The most influential writer in all of English literature, William Shakespeare was born in 1564 to a -successful middle-class glover in Stratford-upon-Avon, England. Shakespeare attended grammar school, but his formal education proceeded no further. In 1582 he married an older woman, Anne Hathaway, and had three children with her. Around 1590, he left his family behind and traveled to London to work as an actor and playwright. Public and critical acclaim quickly followed, and Shakespeare eventually became the most popular playwright in England and part-owner of the Globe Theater. His career bridged the reigns of Elizabeth I (ruled 1558–1603) and James I (ruled 1603–1625), and he was a favorite of both monarchs. Indeed, James granted Shakespeare’s company the greatest possible compliment by bestowing upon its members the title of King’s Men. Wealthy and renowned, Shakespeare retired to Stratford and died in 1616 at the age of fifty-two. At the time of Shakespeare’s death, literary luminaries such as Ben Jonson hailed his works as timeless.
Shakespeare’s works were collected and printed in various -editions in the century following his death, and by the early eighteenth century, his reputation as the greatest poet ever to write in English was well established. The unprecedented admiration garnered by his works led to a fierce curiosity about Shakespeare’s life, but the dearth of biographical information has left many details of Shakespeare’s personal history shrouded in mystery. Some people have concluded from this fact and from Shakespeare’s modest education that Shakespeare’s plays were actually written by someone else—Francis Bacon and the Earl of Oxford are the two most popular candidates—but the support for this claim is overwhelmingly circumstantial, and the theory is not taken seriously by many scholars.
In the absence of credible evidence to the contrary, Shakespeare must be viewed as the author of the thirty-seven plays and 154 sonnets that bear his name. The legacy of this body of work is immense. A number of Shakespeare’s plays seem to have transcended even the category of brilliance, becoming so influential as to affect profoundly the course of Western literature and culture ever after.

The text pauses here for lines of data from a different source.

use std::path::PathBuf;

use thiserror::Error;

/// Failure to read, parse or validate settings.
#[derive(Debug, Error)]
pub enum ConfigLoadError {
    /// The config file could not be read.
    #[error("failed to read config file {path}: {source}")]
    Read {
        /// File that was read.
        path: PathBuf,
        /// Underlying I/O failure.
        #[source]
        source: std::io::Error,
    },

    /// The config text is neither valid TOML nor valid JSON settings.
    #[error("failed to parse config {origin}: {message}")]
    Parse {
        /// File path or variable the text came from.
        origin: String,
        /// Parser diagnostics.
        message: String,
    },

    /// An environment override did not parse.
    #[error("invalid value for {key}: {message}")]
    InvalidEnv {
        /// Environment variable name.
        key: &'static str,
        /// Why the value was rejected.
        message: String,
    },

    /// A connection URL did not parse.
    #[error("invalid {field} url: {source}")]
    InvalidUrl {
        /// Settings section holding the URL.
        field: &'static str,
        /// Parse failure.
        #[source]
        source: url::ParseError,
    },

    /// A value failed validation.
    #[error("{0}")]
    Invalid(String),
}
use std::{collections::BTreeSet, fmt};

use serde::{Deserialize, Serialize};
use uuid::Uuid;

use crate::reference::Reference;

#[derive(
    Debug, Clone, Copy, PartialEq, Eq, Hash, PartialOrd, Ord, Serialize, Deserialize,
)]
#[serde(rename_all = "lowercase")]
pub enum OriginType {
    Declaration,
    Observation,
    Inference,
    Affirmation,
}

impl OriginType {
    pub fn as_str(self) -> &'static str {
        match self {
            OriginType::Declaration => "declaration",
            OriginType::Observation => "observation",
            OriginType::Inference => "inference",
            OriginType::Affirmation => "affirmation",
        }
    }
}

impl fmt::Display for OriginType {
    fn fmt(&self, f: &mut fmt::Formatter<'_>) -> fmt::Result {
        f.write_str(self.as_str())
    }
}

/// Provenance edge: `source` produced `result` through `method`.
#[derive(Debug, Clone, Serialize, Deserialize)]
pub struct Origin {
    pub origin_type: OriginType,
    pub method: String,
    pub source: Reference,
    #[serde(default, skip_serializing_if = "Option::is_none")]
    pub source_method: Option<String>,
    #[serde(default)]
    pub result: Vec<Reference>,
    #[serde(default, skip_serializing_if = "Option::is_none")]
    pub task_id: Option<Uuid>,
}

impl Origin {
    pub fn new(
        origin_type: OriginType,
        method: impl Into<String>,
        source: Reference,
    ) -> Self {
        Self {
            origin_type,
            method: method.into(),
            source,
            source_method: None,
            result: Vec::new(),
            task_id: None,
        }
    }

    pub fn declaration(source: Reference) -> Self {
        Self::new(OriginType::Declaration, "manual", source)
    }

    pub fn inference(bit_id: impl Into<String>, source: Reference) -> Self {
        Self::new(OriginType::Inference, bit_id, source)
    }

    pub fn with_task_id(mut self, task_id: Uuid) -> Self {
        self.task_id = Some(task_id);
        self
    }

    pub fn with_result(mut self, result: Vec<Reference>) -> Self {
        self.result = result;
        self
    }

    /// Deterministic id so repeated saves land on the same document.
    pub fn id(&self) -> String {
        match &self.source_method {
            Some(source_method) => format!(
                "{}|{}|{}|{}",
                self.origin_type, source_method, self.method, self.source
            ),
            None => {
                format!("{}|{}|{}", self.origin_type, self.method, self.source)
            }
        }
    }

    pub fn result_set(&self) -> BTreeSet<&Reference> {
        self.result.iter().collect()
    }

    /// References in this origin's result that `newer` no longer carries.
    pub fn dereferenced(&self, newer: &Origin) -> Vec<Reference> {
        let kept = newer.result_set();
        let mut seen = BTreeSet::new();
        self.result
            .iter()
            .filter(|reference| !kept.contains(reference))
            .filter(|reference| seen.insert(*reference))
            .cloned()
            .collect()
    }
}

// Task ids and result ordering are not part of an origin's graph identity.
impl PartialEq for Origin {
    fn eq(&self, other: &Self) -> bool {
        self.origin_type == other.origin_type
            && self.method == other.method
            && self.source == other.source
            && self.source_method == other.source_method
            && self.result_set() == other.result_set()
    }
}

impl Eq for Origin {}

/// Extra input of an inference origin beyond its source.
#[derive(Debug, Clone, PartialEq, Eq, Hash, Serialize, Deserialize)]
pub struct OriginParameter {
    pub origin_id: String,
    pub reference: Reference,
}

impl OriginParameter {
    pub fn new(origin_id: impl Into<String>, reference: Reference) -> Self {
        Self {
            origin_id: origin_id.into(),
            reference,
        }
    }

    pub fn id(&self) -> String {
        format!("{}|{}", self.origin_id, self.reference)
    }
}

As You Like It was most likely written around 1598–1600, during the last years of Elizabeth’s reign. The play belongs to the literary tradition known as pastoral: which has its roots in the literature of ancient Greece, came into its own in Roman antiquity with Virgil’s Eclogues, and continued as a vital literary mode through Shakespeare’s time and long after. Typically, a pastoral story involves exiles from urban or court life who flee to the refuge of the countryside, where they often disguise themselves as shepherds in order to converse with other shepherds on a range of established topics, from the relative merits of life at court versus life in the country to the relationship between nature and art. The most fundamental concern of the pastoral mode is comparing the worth of the natural world, represented by relatively untouched countryside, to the world built by humans, which contains the joys of art and the city as well as the injustices of rigid social hierarchies. Pastoral literature, then, has great potential to serve as a forum for social criticism and can even inspire social reform.

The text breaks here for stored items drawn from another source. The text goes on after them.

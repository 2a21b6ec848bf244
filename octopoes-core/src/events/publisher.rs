use std::{
    collections::BTreeMap,
    fmt,
    sync::{Arc, Weak},
    time::Duration,
};

use async_trait::async_trait;
use octopoes_config::BrokerSettings;
use serde_json::Value;
use tokio::{
    sync::Mutex,
    task::JoinHandle,
    time::{Instant, interval_at},
};
use tracing::{debug, error, warn};

use crate::{
    error::Result,
    events::{
        DbEvent, EntityType, ScanProfileIncrement, ScanProfileMutation,
        broker::{BrokerError, HANDLE_EVENT_BATCH_TASK, MessageBroker, TaskMessage},
    },
};

/// Sink for change events emitted after a commit.
#[async_trait]
pub trait EventPublisher: Send + Sync + fmt::Debug {
    async fn publish(&self, event: DbEvent) -> Result<()>;
}

#[derive(Debug, Clone)]
struct PersistentMessage {
    channel: String,
    payload: Value,
}

#[derive(Debug)]
struct BatchState {
    events: Vec<DbEvent>,
    persistent: Vec<PersistentMessage>,
    last_flush: Instant,
}

impl BatchState {
    fn is_empty(&self) -> bool {
        self.events.is_empty() && self.persistent.is_empty()
    }
}

/// Batches events and fans them out to the broker.
///
/// Events are grouped per entity type into one `handle_event_batch` task each.
/// Scan profile changes additionally produce persistent mutation messages on
/// `{client}__scan_profile_mutations`, and level raises on
/// `{client}__scan_profile_increments`.
pub struct EventManager {
    broker: Arc<dyn MessageBroker>,
    queue: String,
    batch_size: usize,
    flush_interval: Duration,
    state: Mutex<BatchState>,
    timer: parking_lot::Mutex<Option<JoinHandle<()>>>,
}

impl fmt::Debug for EventManager {
    fn fmt(&self, f: &mut fmt::Formatter<'_>) -> fmt::Result {
        f.debug_struct("EventManager")
            .field("broker", &self.broker)
            .field("queue", &self.queue)
            .field("batch_size", &self.batch_size)
            .field("flush_interval", &self.flush_interval)
            .finish()
    }
}

impl EventManager {
    pub fn new(broker: Arc<dyn MessageBroker>, settings: &BrokerSettings) -> Self {
        Self {
            broker,
            queue: settings.event_queue.clone(),
            batch_size: settings.batch_size.max(1),
            flush_interval: settings.flush_interval(),
            state: Mutex::new(BatchState {
                events: Vec::new(),
                persistent: Vec::new(),
                last_flush: Instant::now(),
            }),
            timer: parking_lot::Mutex::new(None),
        }
    }

    /// Creates a manager whose buffer is also flushed by a background timer.
    /// Must be called inside a Tokio runtime.
    pub fn spawn(broker: Arc<dyn MessageBroker>, settings: &BrokerSettings) -> Arc<Self> {
        let manager = Arc::new(Self::new(broker, settings));
        let handle = tokio::spawn(Self::run_timer(
            Arc::downgrade(&manager),
            manager.flush_interval,
        ));
        *manager.timer.lock() = Some(handle);
        manager
    }

    async fn run_timer(manager: Weak<Self>, period: Duration) {
        let mut ticker = interval_at(Instant::now() + period, period);
        loop {
            ticker.tick().await;
            let Some(manager) = manager.upgrade() else {
                break;
            };
            if let Err(err) = manager.flush_if_due().await {
                error!("timed event flush failed: {err}");
            }
        }
    }

    pub async fn pending_events(&self) -> usize {
        self.state.lock().await.events.len()
    }

    /// Flushes when `flush_interval` has passed since the last flush.
    pub async fn flush_if_due(&self) -> Result<()> {
        let mut state = self.state.lock().await;
        if state.last_flush.elapsed() < self.flush_interval {
            return Ok(());
        }
        self.flush_locked(&mut state).await
    }

    pub async fn force_flush(&self) -> Result<()> {
        let mut state = self.state.lock().await;
        self.flush_locked(&mut state).await
    }

    async fn flush_locked(&self, state: &mut BatchState) -> Result<()> {
        state.last_flush = Instant::now();
        if state.is_empty() {
            return Ok(());
        }

        let events = std::mem::take(&mut state.events);
        let persistent = std::mem::take(&mut state.persistent);

        let outcome = match self.send(&events, &persistent).await {
            Err(err) if err.is_transient() => {
                warn!("broker connection lost during flush, reconnecting: {err}");
                match self.broker.reconnect().await {
                    Ok(()) => self.send(&events, &persistent).await,
                    Err(reconnect_err) => Err(reconnect_err),
                }
            }
            other => other,
        };

        if let Err(err) = outcome {
            error!(
                events = events.len(),
                "event flush failed, keeping events for the next attempt: {err}"
            );
            restore(&mut state.events, events);
            restore(&mut state.persistent, persistent);
            return Err(err.into());
        }
        Ok(())
    }

    async fn send(
        &self,
        events: &[DbEvent],
        persistent: &[PersistentMessage],
    ) -> std::result::Result<(), BrokerError> {
        let mut groups: BTreeMap<EntityType, Vec<&DbEvent>> = BTreeMap::new();
        for event in events {
            groups.entry(event.entity_type()).or_default().push(event);
        }

        for (entity_type, group) in groups {
            let message = TaskMessage::new(
                HANDLE_EVENT_BATCH_TASK,
                self.queue.clone(),
                vec![serde_json::to_value(&group)?],
            );
            self.broker.send_task(&message).await?;
            debug!(
                entity_type = entity_type.as_str(),
                count = group.len(),
                "event batch sent"
            );
        }

        for message in persistent {
            self.broker
                .publish_persistent(&message.channel, &message.payload)
                .await?;
        }
        Ok(())
    }
}

fn restore<T>(buffer: &mut Vec<T>, mut unsent: Vec<T>) {
    unsent.append(buffer);
    *buffer = unsent;
}

impl Drop for EventManager {
    fn drop(&mut self) {
        if let Some(handle) = self.timer.lock().take() {
            handle.abort();
        }
    }
}

#[async_trait]
impl EventPublisher for EventManager {
    async fn publish(&self, event: DbEvent) -> Result<()> {
        let mut state = self.state.lock().await;

        if let DbEvent::ScanProfile(change) = &event {
            let client = &change.change.client;
            if let Some(increment) = ScanProfileIncrement::from_event(change) {
                state.persistent.push(PersistentMessage {
                    channel: format!("{client}__scan_profile_increments"),
                    payload: serde_json::to_value(increment)?,
                });
            }
            state.persistent.push(PersistentMessage {
                channel: format!("{client}__scan_profile_mutations"),
                payload: serde_json::to_value(ScanProfileMutation::from_event(change))?,
            });
        }
        state.events.push(event);

        if state.events.len() >= self.batch_size {
            self.flush_locked(&mut state).await?;
        }
        Ok(())
    }
}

In general, Shakespeare’s As You Like It develops many of the traditional features and concerns of the pastoral genre. This comedy examines the cruelties and corruption of court life and gleefully pokes holes in one of humankind’s greatest artifices: the conventions of romantic love. The play’s investment in pastoral traditions leads to an indulgence in rather simple rivalries: court versus country, realism versus romance, reason versus mindlessness, nature versus fortune, young versus old, and those who are born into nobility versus those who acquire their social standing. But rather than settle these scores by coming down on one side or the other, As You Like It offers up a world of myriad choices and endless possibilities. In the world of this play, no one thing need cancel out another. In this way, the play manages to offer both social critique and social affirmation. It is a play that at all times stresses the complexity of things, the simultaneous pleasures and pains of being human.